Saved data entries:
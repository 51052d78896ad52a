//! Feed event types

use super::decoder::FeedEvent;
use chrono::{DateTime, Utc};
use rust_decimal::Decimal;
use serde::{Deserialize, Serialize};
use std::fmt;

/// Upstream provider a price came from
#[derive(Debug, Clone, Copy, PartialEq, Eq, Hash, Serialize, Deserialize)]
#[serde(rename_all = "lowercase")]
pub enum PriceSource {
    Coinbase,
    Yahoo,
}

/// A single price tick pushed by the server
#[derive(Debug, Clone, PartialEq, Serialize, Deserialize)]
pub struct PriceTick {
    /// Symbol as sent by the server (e.g., "BTC", "tsla")
    pub symbol: String,
    pub price: Decimal,
    pub source: PriceSource,
    /// Server timestamp of the quote
    pub timestamp: DateTime<Utc>,
}

impl FeedEvent for PriceTick {
    const KIND: &'static str = "price";
}

/// What the trading bot is reporting
#[derive(Debug, Clone, Copy, PartialEq, Eq, Hash, Serialize, Deserialize)]
#[serde(rename_all = "lowercase")]
pub enum BotEventType {
    /// Bot is evaluating a symbol; emitted once per scan cycle
    Looking,
    Entry,
    Exit,
    Skip,
    Error,
    Connected,
}

impl BotEventType {
    pub fn as_str(self) -> &'static str {
        match self {
            BotEventType::Looking => "looking",
            BotEventType::Entry => "entry",
            BotEventType::Exit => "exit",
            BotEventType::Skip => "skip",
            BotEventType::Error => "error",
            BotEventType::Connected => "connected",
        }
    }
}

impl fmt::Display for BotEventType {
    fn fmt(&self, f: &mut fmt::Formatter<'_>) -> fmt::Result {
        f.write_str(self.as_str())
    }
}

/// A bot/automation notification
#[derive(Debug, Clone, PartialEq, Serialize, Deserialize)]
#[serde(rename_all = "camelCase")]
pub struct BotEvent {
    pub event_type: BotEventType,
    #[serde(default)]
    pub symbol: String,
    #[serde(default, skip_serializing_if = "Option::is_none")]
    pub option_type: Option<String>,
    #[serde(default, skip_serializing_if = "Option::is_none")]
    pub strike: Option<Decimal>,
    #[serde(default, skip_serializing_if = "Option::is_none")]
    pub expiry: Option<String>,
    #[serde(default, skip_serializing_if = "Option::is_none")]
    pub price: Option<Decimal>,
    #[serde(default, skip_serializing_if = "Option::is_none")]
    pub quantity: Option<Decimal>,
    #[serde(default, skip_serializing_if = "Option::is_none")]
    pub confidence: Option<f64>,
    #[serde(default, skip_serializing_if = "Option::is_none")]
    pub reason: Option<String>,
    #[serde(default, skip_serializing_if = "Option::is_none")]
    pub portfolio: Option<String>,
    #[serde(default, skip_serializing_if = "Option::is_none")]
    pub pnl: Option<Decimal>,
    pub timestamp: DateTime<Utc>,
}

impl FeedEvent for BotEvent {
    const KIND: &'static str = "bot_event";
}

- ABOUT THIS EXERCISE -
Copy out every line of the data where the word "struct" occurs.

- TASK RESPONSE -
pub struct PriceTick {
pub struct BotEvent {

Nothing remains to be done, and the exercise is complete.